McCaslin has asked for the wisdom of the Perl Monks concerning the following question:

Greetings monks, I am *extremely* new to perl, and attempting to use it for a bioinformatics problem. I'm trying to process some bioinformatics data-- I have a large chunk of text which includes information about a group of genes. All of the gene names are in the wrong nomenclature. I want to keep my text file intact, but replace each instance of the incorrect nomenclature with the corresponding correct name. I've put together a hash with the incorrect(current) name for each gene as keys, and the correct(new) name as the values. I figured that I could make my text file into an array, and use some sort of regular expression to find matches to keys in the hash, and replace them with the respective value. I'm not sure how to do this part, and it's a little beyond the scope of the perl manuals I've been using.
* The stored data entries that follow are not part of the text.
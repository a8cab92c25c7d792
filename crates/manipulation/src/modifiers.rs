//! Keyboard modifier state passed into every pick and drag call.

use serde::{Deserialize, Serialize};

#[derive(Debug, Clone, Copy, PartialEq, Eq, Default, Serialize, Deserialize)]
pub struct InputModifiers {
    pub shift: bool,
    pub ctrl: bool,
    pub alt: bool,
}

impl InputModifiers {
    pub const NONE: Self = Self {
        shift: false,
        ctrl: false,
        alt: false,
    };
    pub const SHIFT: Self = Self {
        shift: true,
        ctrl: false,
        alt: false,
    };
    pub const CTRL: Self = Self {
        shift: false,
        ctrl: true,
        alt: false,
    };
    pub const ALT: Self = Self {
        shift: false,
        ctrl: false,
        alt: true,
    };

    pub fn with_shift(mut self) -> Self {
        self.shift = true;
        self
    }

    pub fn with_ctrl(mut self) -> Self {
        self.ctrl = true;
        self
    }

    pub fn with_alt(mut self) -> Self {
        self.alt = true;
        self
    }

    pub fn is_empty(&self) -> bool {
        !(self.shift || self.ctrl || self.alt)
    }
}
This is what I have so far:

use warnings; use strict; my $infile1 = "InParanoid_Modified.txt"; my $infile2 = "IPArray.txt"; my $outfile = "IPEnsembl.txt"; open (IN1, $infile1) or die $!; open (IN2, $infile2) or die $!; open (OUT, ">$outfile") or die $!; my %Ensembl while ($infile2 = <IN1>){ chomp ($infile); my @values = split " ", $infile; my $ENSG = shift @values; foreach my $ENSP(@values){ $Ensembl{$ENSG} = $ENSP; } } while ($infile1 = <IN1>){ chomp ($infile1); my $IPReplace = translate($infile1); print OUT $IPReplace; } sub translate { my close (IN1); close (IN2);

any help would be greatly appreciated!

Replies are listed 'Best First'.
Re: using a hash as a sort of dictionary
by ikegami (Patriarch) on Jul 26, 2010 at 19:18 UTC
    my $pat = join '|', map quotemeta, keys(%Ensembl); s/($pat)/$Ensembl{$1}/g;
Re: using a hash as a sort of dictionary
by BioLion (Curate) on Jul 26, 2010 at 19:28 UTC

    Alternately you can avoid Perl altogether - there are several online tools to do exactly this, convert gene names between the various naming schemes: DAVID or IDConverter are just a few!

    Hope this helps...

    Just a something something...
Re: using a hash as a sort of dictionary
by aquarium (Curate) on Jul 27, 2010 at 04:13 UTC
    There are some ready bio-informatics tools and even perl modules.
    However, this kind of problem of multiple replaces in text is quite easy to achieve with the Mark feature of tcl/tk text widgets, which should hopefully be available in the tcl/tk perl module. The Marks are like bookmarks within text, and they automatically move as you insert/replace text.
    the hardest line to type correctly is: stty erase ^H